Now was a British television channel transmitted as part of the British Satellite Broadcasting service during 1990.

History
The Now channel was originally designed to be a live 24-hour news channel similar to CNN and Sky News, with its content provided by ITN. Between the awarding of the franchise and the launch of the channel, ITN withdrew its involvement with BSB after failing to reach an agreement on how to provide its news service and the Now channel's remit was changed to a mix of daytime lifestyle shows, current affairs programming, and arts programmes at weekends. The channel was promoted under the slogan "The Channel For Living". Now was broadcast throughout BSB's short spell on air from March to December 1990 on the Marcopolo satellites.

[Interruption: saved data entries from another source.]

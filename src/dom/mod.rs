//! Listing extraction
//!
//! History pages are read by evaluating `extract_listing.js` in the session tab.
//! The script is a function expression; the selectors are passed to it as a
//! JSON literal and it returns the page as a JSON string.

pub mod listing;

pub use listing::{ListingItem, ListingPage, ListingSelectors};

use crate::browser::BrowserSession;
use crate::error::{Result, WrapupError};

/// Build the expression that runs the extraction script with `selectors`
pub fn listing_script(selectors: &ListingSelectors) -> Result<String> {
    let js_code = include_str!("extract_listing.js");
    let config = serde_json::to_string(selectors)?;
    Ok(format!("{}({})", js_code.trim_end(), config))
}

/// Extract the history listing currently rendered in the session tab
pub fn extract_listing(session: &BrowserSession, selectors: &ListingSelectors) -> Result<ListingPage> {
    let value = session.evaluate(&listing_script(selectors)?)?;

    // The script returns a JSON string, so parse it as a string first
    let json_str: String = serde_json::from_value(value)
        .map_err(|e| WrapupError::ScrapeFailed(format!("Listing script returned no JSON string: {}", e)))?;

    serde_json::from_str(&json_str)
        .map_err(|e| WrapupError::ScrapeFailed(format!("Failed to parse listing JSON: {}", e)))
}

#[cfg(test)]
mod tests {
    use super::*;

    #[test]
    fn test_listing_script_embeds_selectors() {
        let script = listing_script(&ListingSelectors::default()).unwrap();

        assert!(script.starts_with("(function (cfg)"));
        assert!(script.ends_with(")"));
        assert!(script.contains(r#""item":".cp-batch-actions-list-item""#));
    }
}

On 2 November 1990, BSB merged with Sky to form British Sky Broadcasting, they decided to streamline the channels available on both services. Now was replaced with Sky News, which Sky Television had broadcast on the Astra 1A satellite.

Now ceased broadcasting on Saturday 1 December 1990 at 1.00am – the first of the five BSB channels to close. As there were still arts programmes yet to be shown on Now, BSkyB broadcast Sky Arts as a weekend-only opt-out of the Sky News service on the Marcopolo satellite. Once all shows were broadcast, Sky Arts was closed, though the name itself eventually returned in March 2007 when the channel Artsworld, which was taken over by BSkyB in June 2005, was relaunched.

Programming
Now featured a mix of talk and chat shows, documentaries, news, current affairs and arts programming. As with all of BSB's other channels, Now carried short BSB News bulletins throughout the day.

One of Now's most memorable programmes was Now Sir Robin fronted by ex-Question Time presenter Sir Robin Day, which later transferred to Sky News. The programme covered the week's political happenings and confrontations. Now broadcast a number of theatre and classical music performances during its short period on-air. Arts programming featured on most nights.

Sky Arts (Original)

Originally, Sky Arts were planned as a full channel on the Astra 1A satellite at the beginning of the Sky Television service back in 1989. Promotional material broadcast during the launch indicated the channel would appear later that year along with Disney Channel. Neither channel launched at the time, Disney due to disputes with Sky, whilst arts programming (such as an early broadcast of the opera Carmen) was instead broadcast on Sky One.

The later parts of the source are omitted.